Me voy una confitería del centro de la ciudad, donde hay algunos músicos y alguien me cuenta que el Indio Solari tiene planificados tres conciertos para el 2006. Me dice que el primero sería en Villa María y los otros en Salta y Neuquen. Me dice que en el 2007 va a publicar otro disco, para presentarlo en 2008 y qué después se va a retirar de la música. Le creo. Al rato, el dueño de la confitería nos echa a todos porque «son las tres de la mañana y ya queremos cerrar».
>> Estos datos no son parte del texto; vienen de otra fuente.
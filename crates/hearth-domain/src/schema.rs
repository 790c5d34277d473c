use serde_json::{Map, Value};
use std::collections::BTreeMap;
use std::str::FromStr;

use crate::error::DomainError;
use crate::role::Role;

/// Registry of trait definitions.
///
/// A trait is a JSON object with optional `commands` and `state`
/// sub-dictionaries. Once loaded, a trait may only be re-loaded with
/// byte-identical contents.
#[derive(Debug, Default)]
pub struct TraitRegistry {
    traits: BTreeMap<String, Value>,
}

impl TraitRegistry {
    pub fn new() -> Self {
        Self::default()
    }

    /// Merge a dictionary of trait definitions into the registry.
    ///
    /// Returns `true` if anything new was added. A conflicting redefinition
    /// aborts the load without mutating the registry.
    pub fn load_traits(&mut self, dict: &Value) -> Result<bool, DomainError> {
        let Some(map) = dict.as_object() else {
            return Err(DomainError::ObjectExpected);
        };

        // Validate the whole batch before inserting anything.
        for (name, def) in map {
            let Some(def_map) = def.as_object() else {
                return Err(DomainError::TraitNotObject(name.clone()));
            };
            if let Some(existing) = self.traits.get(name) {
                if existing != def {
                    return Err(DomainError::TraitConflict(name.clone()));
                }
                continue;
            }
            validate_trait_definition(name, def_map)?;
        }

        let mut modified = false;
        for (name, def) in map {
            if !self.traits.contains_key(name) {
                self.traits.insert(name.clone(), def.clone());
                modified = true;
            }
        }
        Ok(modified)
    }

    pub fn find_trait(&self, name: &str) -> Option<&Value> {
        self.traits.get(name)
    }

    /// Look up the definition of `trait.command`.
    pub fn find_command(&self, command_name: &str) -> Option<&Map<String, Value>> {
        let (trait_name, command) = command_name.split_once('.')?;
        self.traits
            .get(trait_name)?
            .get("commands")?
            .get(command)?
            .as_object()
    }

    /// The minimal role required to run `command_name`.
    pub fn minimal_role(&self, command_name: &str) -> Result<Role, DomainError> {
        let def = self
            .find_command(command_name)
            .ok_or_else(|| DomainError::UnknownCommand(command_name.to_string()))?;
        let role = def
            .get("minimalRole")
            .and_then(Value::as_str)
            .and_then(|s| Role::from_str(s).ok());
        // load_traits validated this, so absence means the command came from
        // a trait loaded before the role was introduced.
        role.ok_or_else(|| DomainError::UnknownCommand(command_name.to_string()))
    }

    /// All definitions as one JSON object, keyed by trait name.
    pub fn to_json(&self) -> Value {
        Value::Object(self.traits.iter().map(|(k, v)| (k.clone(), v.clone())).collect())
    }

    pub fn is_empty(&self) -> bool {
        self.traits.is_empty()
    }
}

fn validate_trait_definition(name: &str, def: &Map<String, Value>) -> Result<(), DomainError> {
    if let Some(commands) = def.get("commands") {
        let Some(commands) = commands.as_object() else {
            return Err(DomainError::TraitNotObject(name.to_string()));
        };
        for (command, command_def) in commands {
            let Some(command_def) = command_def.as_object() else {
                return Err(DomainError::TraitNotObject(format!("{name}.{command}")));
            };
            let role = command_def.get("minimalRole").and_then(Value::as_str);
            match role.and_then(|s| Role::from_str(s).ok()) {
                Some(role) if role > Role::None => {}
                _ => {
                    return Err(DomainError::InvalidValue {
                        name: format!("{name}.{command}.minimalRole"),
                        message: "expected one of viewer|user|manager|owner".to_string(),
                    })
                }
            }
            for section in ["parameters", "progress", "results"] {
                if let Some(schema) = command_def.get(section) {
                    if !schema.is_object() {
                        return Err(DomainError::TraitNotObject(format!(
                            "{name}.{command}.{section}"
                        )));
                    }
                }
            }
        }
    }
    if let Some(state) = def.get("state") {
        if !state.is_object() {
            return Err(DomainError::TraitNotObject(format!("{name}.state")));
        }
    }
    Ok(())
}

/// Validate a JSON object against a schema dictionary mapping property names
/// to property schemas. Properties not named in the schema are rejected.
pub fn validate_object(
    object: &Map<String, Value>,
    properties: &Map<String, Value>,
) -> Result<(), DomainError> {
    for (key, value) in object {
        let schema = properties
            .get(key)
            .ok_or_else(|| DomainError::UndefinedProperty(key.clone()))?;
        validate_value(key, value, schema)?;
    }
    for (key, schema) in properties {
        let required = schema
            .get("isRequired")
            .and_then(Value::as_bool)
            .unwrap_or(false);
        if required && !object.contains_key(key) {
            return Err(DomainError::RequiredMissing(key.clone()));
        }
    }
    Ok(())
}

/// Validate a single value against its property schema. This is the
/// JSON-schema subset used by trait definitions: `type`, `minimum`,
/// `maximum`, `enum`, `isRequired`, `properties`, `items`,
/// `additionalProperties`.
pub fn validate_value(name: &str, value: &Value, schema: &Value) -> Result<(), DomainError> {
    let Some(schema) = schema.as_object() else {
        return Err(DomainError::InvalidValue {
            name: name.to_string(),
            message: "property schema must be an object".to_string(),
        });
    };

    if let Some(type_name) = schema.get("type").and_then(Value::as_str) {
        check_type(name, value, type_name)?;
        match type_name {
            "integer" => check_int_range(name, value, schema)?,
            "number" => check_number_range(name, value, schema)?,
            "object" => {
                let empty = Map::new();
                let properties = schema
                    .get("properties")
                    .and_then(Value::as_object)
                    .unwrap_or(&empty);
                let additional = schema
                    .get("additionalProperties")
                    .and_then(Value::as_bool)
                    .unwrap_or(false);
                let object = value.as_object().ok_or(DomainError::ObjectExpected)?;
                if additional {
                    // Only validate the declared subset.
                    for (key, item) in object {
                        if let Some(item_schema) = properties.get(key) {
                            validate_value(key, item, item_schema)?;
                        }
                    }
                    for (key, item_schema) in properties {
                        let required = item_schema
                            .get("isRequired")
                            .and_then(Value::as_bool)
                            .unwrap_or(false);
                        if required && !object.contains_key(key) {
                            return Err(DomainError::RequiredMissing(key.clone()));
                        }
                    }
                } else {
                    validate_object(object, properties)?;
                }
            }
            "array" => {
                if let Some(items_schema) = schema.get("items") {
                    for (i, item) in value.as_array().into_iter().flatten().enumerate() {
                        validate_value(&format!("{name}[{i}]"), item, items_schema)?;
                    }
                }
            }
            _ => {}
        }
    }

    if let Some(allowed) = schema.get("enum").and_then(Value::as_array) {
        if !allowed.contains(value) {
            return Err(DomainError::NotInEnum {
                name: name.to_string(),
            });
        }
    }

    Ok(())
}

fn check_type(name: &str, value: &Value, type_name: &str) -> Result<(), DomainError> {
    let ok = match type_name {
        "string" => value.is_string(),
        "integer" => value.is_i64() || value.is_u64(),
        "number" => value.is_number(),
        "boolean" => value.is_boolean(),
        "object" => value.is_object(),
        "array" => value.is_array(),
        _ => {
            return Err(DomainError::InvalidValue {
                name: name.to_string(),
                message: format!("unknown type '{type_name}' in schema"),
            })
        }
    };
    if !ok {
        return Err(DomainError::InvalidValue {
            name: name.to_string(),
            message: format!("expected {type_name}"),
        });
    }
    Ok(())
}

fn check_int_range(
    name: &str,
    value: &Value,
    schema: &Map<String, Value>,
) -> Result<(), DomainError> {
    let v = value.as_i64().unwrap_or(i64::MAX);
    if let Some(min) = schema.get("minimum").and_then(Value::as_i64) {
        if v < min {
            return Err(DomainError::InvalidValue {
                name: name.to_string(),
                message: format!("{v} is below minimum {min}"),
            });
        }
    }
    if let Some(max) = schema.get("maximum").and_then(Value::as_i64) {
        if v > max {
            return Err(DomainError::InvalidValue {
                name: name.to_string(),
                message: format!("{v} is above maximum {max}"),
            });
        }
    }
    Ok(())
}

fn check_number_range(
    name: &str,
    value: &Value,
    schema: &Map<String, Value>,
) -> Result<(), DomainError> {
    let v = value.as_f64().unwrap_or(f64::MAX);
    if let Some(min) = schema.get("minimum").and_then(Value::as_f64) {
        if v < min {
            return Err(DomainError::InvalidValue {
                name: name.to_string(),
                message: format!("{v} is below minimum {min}"),
            });
        }
    }
    if let Some(max) = schema.get("maximum").and_then(Value::as_f64) {
        if v > max {
            return Err(DomainError::InvalidValue {
                name: name.to_string(),
                message: format!("{v} is above maximum {max}"),
            });
        }
    }
    Ok(())
}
Camino hacia otro bar, el único que queda abierto, y mientras charlo con algunos florenses simpáticos veo a Juanse (de piluso y equipo de gimnasia Adidas, casi un Pibe Chorro), Roy y Sarcófago en una mesa, tomando whisky junto a algunos músicos de Los Pulgones. Entre ellos hay un par de gatos de trayectoria. No menos de cien años entre las dos. Atrás, un par de hombres de bigote prolijo tipo Freddy Mercury miran a los músicos como los chicos miran los chupetines. Los florenses simpáticos me cuentan que los gatos tienen la costumbre de levantar clientes para llevarlos a una quinta donde les dan alguna clase de somnífero para que los bigotudos abusen de ellos. Me dicen que hubo muchos casos pero que nadie los denuncia. Siento asco. Los primeros en irse del lugar son Juanse y Roy. Dejan solo a Sarco, a quién siempre vi como el Ringo Starr de los Paranoicos y por eso me despierta más simpatía que el resto. Uno de los gatos le habla a dos Pulgones y en sus ojos hay una fiesta. Por las dudas, me voy a dormir antes de ver cómo termina la escena.
La inocencia y los nervios de la primera vez fueron indisimulables. No debe haber sido fácil para la gente de Las Flores organizar un evento semejante. De hecho creo que quedaron bien parados y van a limar los errores con el tiempo. Entonces se podrá decir que en Las Flores se realiza la megafiesta de rock más grande del centro de la provincia.